To analyze the efficacy and tolerability of the innovative drug perampanel (PER) as add-on treatment of focal epilepsy in patients older than 12 years.
Forty-six patients with focal epilepsy, aged from 12 to 63 years, mean age 31.7 years, were studied.
A decrease in the frequency of all types of seizures by >50% was noted in 46,5% of patients. Stopping of all types of seizures was found in 25.6% of patients, i.e. in every fourth patient, stopping of secondary-generalized seizures in 39.5%. Adverse effects (AE) were identified in 13 (28.2%) of patients, including aggressiveness - 6 (13.0%); other AE were less frequent (<10%): sleepiness (8.7%), dizziness (4.3%), postural instability (4.3%), irritability (4.3%). PER was withdrawn in 3 (6.5%) patients due to AE. Mean effective dose was 6 mg/day. Quality-of-life improved in the majority of patients (71.7%).

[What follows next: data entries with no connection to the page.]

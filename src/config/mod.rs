//! Configuration module for corgi-coin
//!
//! All timing and feel constants for the flip live in one validated
//! structure. There is no configuration file; the defaults are the product,
//! and validation exists so tuning experiments fail loudly instead of
//! producing a broken animation.

use std::path::PathBuf;
use std::time::Duration;

use thiserror::Error;

/// Errors produced by tuning validation.
#[derive(Debug, Error)]
pub enum TuningError {
    #[error("fraction `{name}` must be inside (0, 1), got {value}")]
    FractionOutOfRange { name: &'static str, value: f64 },

    #[error("duration `{name}` must be positive")]
    ZeroDuration { name: &'static str },

    #[error("flip needs at least one full spin")]
    NoSpins,
}

/// Timing and feel constants for the coin flip.
#[derive(Debug, Clone)]
pub struct FlipTuning {
    /// Period of one full idle rotation.
    pub idle_rotate: Duration,
    /// Total duration of a flip animation.
    pub flip_total: Duration,
    /// Fraction of total time spent in the fast segment.
    pub fast_phase: f64,
    /// Fraction of the angular distance covered by the fast segment.
    pub fast_distance: f64,
    /// Whole extra rotations per flip.
    pub spins: u32,
    /// Playback start offset skipping the ping's leading silence.
    pub ping_offset: Duration,
    /// Window in which a fallback input event is treated as a duplicate of
    /// a primary one.
    pub debounce_window: Duration,
    /// Fixed path of the ping sound asset.
    pub ping_path: PathBuf,
}

impl FlipTuning {
    /// Validates the tuning values.
    ///
    /// # Returns
    /// `Ok(())` if every value is usable, otherwise the first violation.
    pub fn validate(&self) -> Result<(), TuningError> {
        for (name, value) in [
            ("fast_phase", self.fast_phase),
            ("fast_distance", self.fast_distance),
        ] {
            if !(value > 0.0 && value < 1.0) {
                return Err(TuningError::FractionOutOfRange { name, value });
            }
        }

        for (name, duration) in [
            ("idle_rotate", self.idle_rotate),
            ("flip_total", self.flip_total),
        ] {
            if duration.is_zero() {
                return Err(TuningError::ZeroDuration { name });
            }
        }

        if self.spins == 0 {
            return Err(TuningError::NoSpins);
        }

        Ok(())
    }
}

impl Default for FlipTuning {
    fn default() -> Self {
        Self {
            idle_rotate: Duration::from_millis(4200),
            flip_total: Duration::from_millis(1000),
            fast_phase: 0.28,
            fast_distance: 0.78,
            spins: 22,
            // The shipped WAV has ~87ms of leading silence; starting
            // slightly in makes playback feel instantaneous.
            ping_offset: Duration::from_millis(90),
            debounce_window: Duration::from_millis(450),
            ping_path: PathBuf::from("assets/sounds/coin-ping.wav"),
        }
    }
}

#[cfg(test)]
mod tests {
    use super::*;

    #[test]
    fn defaults_are_valid() {
        assert!(FlipTuning::default().validate().is_ok());
    }

    #[test]
    fn rejects_out_of_range_fractions() {
        let mut tuning = FlipTuning::default();
        tuning.fast_phase = 0.0;
        assert!(matches!(
            tuning.validate(),
            Err(TuningError::FractionOutOfRange { name: "fast_phase", .. })
        ));

        let mut tuning = FlipTuning::default();
        tuning.fast_distance = 1.0;
        assert!(tuning.validate().is_err());
    }

    #[test]
    fn rejects_zero_durations_and_spins() {
        let mut tuning = FlipTuning::default();
        tuning.flip_total = Duration::ZERO;
        assert!(matches!(tuning.validate(), Err(TuningError::ZeroDuration { .. })));

        let mut tuning = FlipTuning::default();
        tuning.spins = 0;
        assert!(matches!(tuning.validate(), Err(TuningError::NoSpins)));
    }
}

分析创新药物吡仑帕奈(PER)作为12岁以上局灶性癫痫患者附加治疗的疗效和耐受性。
研究了46例局灶性癫痫患者,年龄在12至63岁之间,平均年龄31.7岁。
46.5%的患者所有类型癫痫发作频率降低>50%。25.6%的患者所有类型癫痫发作停止,即每四名患者中有一名;39.5%的患者继发性全面性癫痫发作停止。13例(28.2%)患者出现不良反应(AE),包括攻击性6例(13.0%);其他AE较少见(<10%):嗜睡(8.7%)、头晕(4.3%)、姿势不稳(4.3%)、易怒(4.3%)。3例(6.5%)患者因AE停用PER。平均有效剂量为6毫克/天。大多数患者(71.7%)的生活质量得到改善。